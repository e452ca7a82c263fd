//! Battle resolution: single rounds and series of rounds.
//!
//! Both resolvers produce an [`AttackResponse`]. A round holds exactly one
//! [`Roll`]; a series holds one per round it resolved, in order.

pub mod round;
pub mod series;

pub use round::{resolve_round, resolve_with_dice};
pub use series::{resolve_series, resolve_series_with};

use serde::{Deserialize, Serialize};
use uuid::Uuid;

use crate::dice::Roll;

/// The outcome of a round or a series.
#[derive(Debug, Clone, Serialize, Deserialize)]
pub struct AttackResponse {
    /// Dice thrown, one entry per round.
    pub rolls: Vec<Roll>,
    /// Defending armies after the battle.
    pub defence: i32,
    /// Attacking armies after the battle.
    pub attack: i32,
    /// The attacker ended with fewer armies than it started with.
    pub attacker_lost: bool,
    /// The defender ended with fewer armies than it started with.
    pub defender_lost: bool,
    /// Defending armies before the battle.
    pub initial_defence: i32,
    /// Attacking armies before the battle.
    pub initial_attack: i32,
    /// Identifier for list diffing in hosts. Not part of equality.
    pub id: Uuid,
}

impl AttackResponse {
    /// Build a response, deriving the lost flags from the force changes.
    pub fn new(
        rolls: Vec<Roll>,
        defence: i32,
        attack: i32,
        initial_defence: i32,
        initial_attack: i32,
    ) -> Self {
        Self {
            rolls,
            defence,
            attack,
            attacker_lost: attack < initial_attack,
            defender_lost: defence < initial_defence,
            initial_defence,
            initial_attack,
            id: Uuid::new_v4(),
        }
    }

    /// Change in attacking armies (negative when armies were lost).
    pub fn attack_delta(&self) -> i32 {
        self.attack - self.initial_attack
    }

    /// Change in defending armies (negative when armies were lost).
    pub fn defence_delta(&self) -> i32 {
        self.defence - self.initial_defence
    }

    /// Number of rounds resolved.
    pub fn rounds(&self) -> usize {
        self.rolls.len()
    }
}

impl PartialEq for AttackResponse {
    fn eq(&self, other: &Self) -> bool {
        self.rolls == other.rolls
            && self.defence == other.defence
            && self.attack == other.attack
            && self.attacker_lost == other.attacker_lost
            && self.defender_lost == other.defender_lost
            && self.initial_defence == other.initial_defence
            && self.initial_attack == other.initial_attack
    }
}

impl Eq for AttackResponse {}
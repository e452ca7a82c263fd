pub mod battle;
pub mod count;
pub mod sample;
pub mod series;

use colored::Colorize;
use comfy_table::{ContentArrangement, Table};
use serde::Serialize;

use cq_engine::{
    AttackAverage, AttackConfiguration, AttackResponse, AttackSeriesConfiguration, RandomDice,
    ReserveRule, ThresholdPolicy,
};

/// Battle settings collected from the command line.
pub struct ForceOptions {
    pub defence: i32,
    pub attack: i32,
    pub power: i32,
    pub threshold: Option<i32>,
    pub seed: Option<u64>,
    pub json: bool,
}

impl ForceOptions {
    pub fn config(&self) -> AttackConfiguration {
        AttackConfiguration::new(self.defence, self.attack, self.power)
            .with_smart_threshold(self.threshold)
    }

    pub fn dice(&self) -> RandomDice {
        match self.seed {
            Some(seed) => RandomDice::seeded(seed),
            None => RandomDice::from_entropy(),
        }
    }
}

/// Series settings collected from the command line.
pub struct SeriesOptions {
    pub length: u32,
    pub reserve: i32,
    pub inclusive_reserve: bool,
    pub carry_threshold: bool,
}

impl SeriesOptions {
    pub fn config(&self, forces: &ForceOptions) -> AttackSeriesConfiguration {
        let rule = if self.inclusive_reserve {
            ReserveRule::Inclusive
        } else {
            ReserveRule::Strict
        };
        let policy = if self.carry_threshold {
            ThresholdPolicy::Carry
        } else {
            ThresholdPolicy::ResetToDefault
        };
        AttackSeriesConfiguration::new(self.length, forces.config())
            .with_minimum_attack_reserve(Some(self.reserve))
            .with_reserve_rule(rule)
            .with_threshold_policy(policy)
    }
}

/// Print any serializable result as pretty JSON on stdout.
fn print_json(value: &impl Serialize) -> Result<(), String> {
    let json = serde_json::to_string_pretty(value).map_err(|e| format!("JSON error: {e}"))?;
    println!("{json}");
    Ok(())
}

/// "Lost: 2" / "Gained: +1" / "Unchanged" for a change in armies.
fn format_delta(delta: i32) -> String {
    match delta {
        d if d < 0 => format!("Lost: {}", -d).red().to_string(),
        d if d > 0 => format!("Gained: +{d}").green().to_string(),
        _ => "Unchanged".dimmed().to_string(),
    }
}

/// Print a single round or series result.
fn print_response(response: &AttackResponse) {
    println!(
        "  {} {}",
        "Attacker's New Armies:".bold(),
        response.attack
    );
    println!("    {}", format_delta(response.attack_delta()));
    println!(
        "  {} {}",
        "Defender's New Armies:".bold(),
        response.defence
    );
    println!("    {}", format_delta(response.defence_delta()));
    println!();

    if response.rolls.is_empty() {
        println!("  {}", "(no rounds rolled)".dimmed());
        return;
    }

    let mut table = Table::new();
    table.set_content_arrangement(ContentArrangement::Dynamic);
    table.set_header(vec!["Round", "Attack", "Defence", "Pairs"]);
    for (i, roll) in response.rolls.iter().enumerate() {
        table.add_row(vec![
            (i + 1).to_string(),
            join_dice(&roll.attack),
            join_dice(&roll.defence),
            roll.pairs().to_string(),
        ]);
    }
    println!("{table}");
}

/// Print the averages of a sample run and its condensed samples.
fn print_average(average: &AttackAverage) {
    println!(
        "  {} {}",
        "Attacker's Average New Armies:".bold(),
        average.attack
    );
    println!("    {}", format_delta(average.attack_delta()));
    println!(
        "  {} {}",
        "Defender's Average New Armies:".bold(),
        average.defence
    );
    println!("    {}", format_delta(average.defence_delta()));
    println!();

    println!(
        "  {} {}",
        "Samples".bold().underline(),
        format!(
            "({} of {} shown)",
            average.attacks_condensed.len(),
            average.attacks.len()
        )
        .dimmed()
    );
    println!();

    let mut table = Table::new();
    table.set_content_arrangement(ContentArrangement::Dynamic);
    table.set_header(vec!["Iteration", "Attack", "Defence", "Rounds"]);
    for (i, sample) in average.condensed_with_positions() {
        table.add_row(vec![
            (i + 1).to_string(),
            colorize_force(sample.attack, average.attack),
            colorize_force(sample.defence, average.defence),
            sample.rounds().to_string(),
        ]);
    }
    println!("{table}");
}

/// Color a sample's force by how it compares with the batch mean.
fn colorize_force(value: i32, mean: i32) -> String {
    let text = value.to_string();
    match value.cmp(&mean) {
        std::cmp::Ordering::Less => text.yellow().to_string(),
        std::cmp::Ordering::Greater => text.cyan().to_string(),
        std::cmp::Ordering::Equal => text,
    }
}

fn join_dice(dice: &[u32]) -> String {
    dice.iter()
        .map(u32::to_string)
        .collect::<Vec<_>>()
        .join(" ")
}
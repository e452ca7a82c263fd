//! Command-line host for the Conquest combat simulator.

mod commands;

use std::path::PathBuf;
use std::process;

use clap::{Args, Parser, Subcommand};

use commands::ForceOptions;

#[derive(Parser)]
#[command(
    name = "cq",
    about = "Conquest — dice combat simulator for territory battles",
    version,
    propagate_version = true
)]
struct Cli {
    #[command(subcommand)]
    command: Commands,
}

/// Forces and dice shared by every battle command.
#[derive(Args)]
struct ForceArgs {
    /// Armies in the defending territory
    #[arg(short, long, default_value_t = 15, value_parser = clap::value_parser!(i32).range(1..=90))]
    defence: i32,

    /// Armies in the attacking territory
    #[arg(short, long, default_value_t = 25, value_parser = clap::value_parser!(i32).range(2..=90))]
    attack: i32,

    /// Number of dice the attacker rolls
    #[arg(short, long, default_value_t = 3, value_parser = clap::value_parser!(i32).range(1..=3))]
    power: i32,

    /// Attacker average at which the defender rolls a single die
    #[arg(long, default_value_t = 4, value_parser = clap::value_parser!(i32).range(1..=6))]
    threshold: i32,

    /// Defender always rolls a single die
    #[arg(long, conflicts_with = "threshold")]
    no_smart: bool,

    /// RNG seed for reproducible dice
    #[arg(short, long)]
    seed: Option<u64>,

    /// Print the result as JSON
    #[arg(long)]
    json: bool,
}

impl ForceArgs {
    fn options(&self) -> ForceOptions {
        ForceOptions {
            defence: self.defence,
            attack: self.attack,
            power: self.power,
            threshold: (!self.no_smart).then_some(self.threshold),
            seed: self.seed,
            json: self.json,
        }
    }
}

/// Series limits shared by `series` and `sample --series`.
#[derive(Args)]
struct SeriesArgs {
    /// Maximum number of rounds in a series
    #[arg(short, long, default_value_t = 40, value_parser = clap::value_parser!(u32).range(1..=100))]
    length: u32,

    /// Armies the attacker keeps back
    #[arg(short, long, default_value_t = 10, value_parser = clap::value_parser!(i32).range(1..=90))]
    reserve: i32,

    /// Stop when the remaining attack equals the reserve, not only below it
    #[arg(long)]
    inclusive_reserve: bool,

    /// Use --threshold in every round instead of the default threshold
    #[arg(long)]
    carry_threshold: bool,
}

#[derive(Subcommand)]
enum Commands {
    /// Resolve a single battle round
    Battle {
        #[command(flatten)]
        forces: ForceArgs,
    },

    /// Resolve rounds until the reserve, a depleted side, or the length stops them
    Series {
        #[command(flatten)]
        forces: ForceArgs,

        #[command(flatten)]
        series: SeriesArgs,
    },

    /// Average many independent battles
    Sample {
        #[command(flatten)]
        forces: ForceArgs,

        #[command(flatten)]
        series_args: SeriesArgs,

        /// Number of trials
        #[arg(short = 'n', long, default_value_t = 25, value_parser = clap::value_parser!(u32).range(1..=1000))]
        size: u32,

        /// Sample whole series instead of single rounds
        #[arg(long)]
        series: bool,

        /// Cancel the run if it takes longer than this many milliseconds
        #[arg(long)]
        budget_ms: Option<u64>,
    },

    /// Count army pieces from an image's object detections
    Count {
        /// Image the detections belong to
        image: PathBuf,

        /// Detections file (default: `<image>.json`)
        #[arg(long)]
        detections: Option<PathBuf>,

        /// Ignore detections below this confidence
        #[arg(long, default_value_t = 0.5)]
        min_confidence: f32,

        /// Print the result as JSON
        #[arg(long)]
        json: bool,
    },
}

impl SeriesArgs {
    fn options(&self) -> commands::SeriesOptions {
        commands::SeriesOptions {
            length: self.length,
            reserve: self.reserve,
            inclusive_reserve: self.inclusive_reserve,
            carry_threshold: self.carry_threshold,
        }
    }
}

fn main() {
    tracing_subscriber::fmt()
        .with_env_filter(
            tracing_subscriber::EnvFilter::from_default_env()
                .add_directive(tracing::Level::WARN.into()),
        )
        .with_writer(std::io::stderr)
        .init();

    let cli = Cli::parse();

    let result = match cli.command {
        Commands::Battle { forces } => commands::battle::run(&forces.options()),
        Commands::Series { forces, series } => {
            commands::series::run(&forces.options(), &series.options())
        }
        Commands::Sample {
            forces,
            series_args,
            size,
            series,
            budget_ms,
        } => commands::sample::run(
            &forces.options(),
            series.then(|| series_args.options()).as_ref(),
            size as usize,
            budget_ms,
        ),
        Commands::Count {
            image,
            detections,
            min_confidence,
            json,
        } => commands::count::run(&image, detections.as_deref(), min_confidence, json),
    };

    if let Err(e) = result {
        eprintln!("error: {e}");
        process::exit(1);
    }
}
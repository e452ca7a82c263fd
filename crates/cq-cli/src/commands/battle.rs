use colored::Colorize;

use cq_engine::resolve_round;

use super::ForceOptions;

pub fn run(forces: &ForceOptions) -> Result<(), String> {
    let config = forces.config();
    let mut dice = forces.dice();
    let response = resolve_round(&config, &mut dice).map_err(|e| e.to_string())?;

    if forces.json {
        return super::print_json(&response);
    }

    println!(
        "  {} {}",
        "Battle".bold(),
        format!(
            "({} attacking {}, {} dice)",
            config.attack, config.defence, config.power
        )
        .dimmed()
    );
    println!();
    super::print_response(&response);
    Ok(())
}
======
**Your instructions**
Count the lines in the records above that contain the word "ThresholdPolicy", and report only that number.

**Answer to the exercise**
3